When you throw the light switch in your home, current must flow into the cable before that current reaches the lamp. So you have a traveling wave front of voltage and current flowing down the cable and these wave fronts then meet the lamp.
Before they meet the lamp something must have defined the current wave front i.e. some impedance must have been immediately present so that a current could start to flow (after all the current doesn't meet the lamp for a few nanoseconds later).
The thing that defines the initial current is the cable - it has a characteristic impedance and that impedance defines the initial current flow.
So you have voltage and current traveling down this cable. Volts x amps = power and if the power reaching the lamp (or load) isn't impedance compatible with the load then some power is reflected back up the cable.
Of course, within a few more nanoseconds this resolves - the various waves are sent, returned, modified etc. and eventually settle down.

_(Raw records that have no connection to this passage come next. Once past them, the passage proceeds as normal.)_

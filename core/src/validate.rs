//! Bundle and identifier validation.
//!
//! Catches malformed import bundles and unsafe identifiers before they
//! reach the database. Table names coming from bundles or the command line
//! are interpolated into SQL, so they must pass
//! [`validate_identifier`] first.
//!
//! # Examples
//!
//! ```
//! use gogo_core::*;
//!
//! let bundle = ExportBundle::new(chrono::Utc::now());
//! assert!(validate_bundle(&bundle).is_empty());
//!
//! assert!(validate_identifier("templates").is_ok());
//! assert!(validate_identifier("drop;--").is_err());
//! ```

use std::sync::LazyLock;

use regex::Regex;
use thiserror::Error;

use crate::ExportBundle;

static MIGRATION_ID_CONVENTION: LazyLock<Regex> = LazyLock::new(|| {
    Regex::new(r"^[0-9]{3,}_[A-Za-z0-9_]+$").expect("migration id pattern is valid")
});

/// Bundle and identifier validation errors.
#[derive(Debug, Clone, PartialEq, Eq, Error)]
pub enum ValidationError {
    /// Bundle metadata carries no format version.
    #[error("import data missing version information")]
    MissingVersion,
    /// Metadata table count disagrees with the bundle content.
    #[error("metadata declares {declared} tables but bundle contains {actual}")]
    TableCountMismatch { declared: usize, actual: usize },
    /// Metadata row count disagrees with the bundle content.
    #[error("metadata declares {declared} rows but bundle contains {actual}")]
    RowCountMismatch { declared: usize, actual: usize },
    /// Identifier is empty or contains characters other than
    /// alphanumerics and underscores.
    #[error("invalid identifier '{0}': must contain only alphanumeric characters and underscores")]
    InvalidIdentifier(String),
    /// A row in a bundle table is keyed by an invalid column name.
    #[error("invalid column '{column}' in table '{table}'")]
    InvalidColumn { table: String, column: String },
    /// Migration id is empty or contains whitespace.
    #[error("invalid migration id '{0}'")]
    InvalidMigrationId(String),
}

/// Validates an import bundle.
///
/// Checks the format version first (an unversioned bundle is rejected
/// without further checks), then that the metadata counts match the
/// content, then every table and column name.
pub fn validate_bundle(bundle: &ExportBundle) -> Vec<ValidationError> {
    let mut errors = Vec::new();

    if bundle.metadata.version.trim().is_empty() {
        errors.push(ValidationError::MissingVersion);
        return errors;
    }

    let actual_tables = bundle.table_count();
    if bundle.metadata.table_count != actual_tables {
        errors.push(ValidationError::TableCountMismatch {
            declared: bundle.metadata.table_count,
            actual: actual_tables,
        });
    }
    let actual_rows = bundle.row_count();
    if bundle.metadata.row_count != actual_rows {
        errors.push(ValidationError::RowCountMismatch {
            declared: bundle.metadata.row_count,
            actual: actual_rows,
        });
    }

    for (table, rows) in &bundle.tables {
        if let Err(err) = validate_identifier(table) {
            errors.push(err);
            continue;
        }
        for row in rows {
            for column in row.keys() {
                if validate_identifier(column).is_err() {
                    errors.push(ValidationError::InvalidColumn {
                        table: table.clone(),
                        column: column.clone(),
                    });
                    return errors;
                }
            }
        }
    }

    errors
}

/// Validates that an identifier contains only alphanumerics and underscores.
pub fn validate_identifier(name: &str) -> Result<(), ValidationError> {
    if name.is_empty() || !name.chars().all(|c| c.is_ascii_alphanumeric() || c == '_') {
        return Err(ValidationError::InvalidIdentifier(name.to_string()));
    }
    Ok(())
}

/// Validates a migration id: non-empty and free of whitespace.
pub fn validate_migration_id(id: &str) -> Result<(), ValidationError> {
    if id.is_empty() || id.chars().any(char::is_whitespace) {
        return Err(ValidationError::InvalidMigrationId(id.to_string()));
    }
    Ok(())
}

/// Returns `true` if `id` follows the `NNN_description` naming convention.
///
/// Non-conventional ids are still accepted; they simply sort lexically
/// among the rest.
///
/// # Examples
///
/// ```
/// use gogo_core::follows_migration_convention;
///
/// assert!(follows_migration_convention("001_initial_schema"));
/// assert!(!follows_migration_convention("initial"));
/// ```
pub fn follows_migration_convention(id: &str) -> bool {
    MIGRATION_ID_CONVENTION.is_match(id)
}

Now, as a thought experiment, imagine your cable was thousands of miles long - say 100,000 miles and, imagine it was lossless. You throw the switch and about one second later you see the lamp glow at about half brightness. One second later there is a reflected wave returned to the switch which causes a bigger current to flow and one second after that the lamp glows a bit more like it should. This continues back and forth until the lamp settles down to its normal constant brightness.
Now imagine you were transmitting high speed data and you didn't terminate the cable properly or you used the wrong cable. Can you imagine what would happen?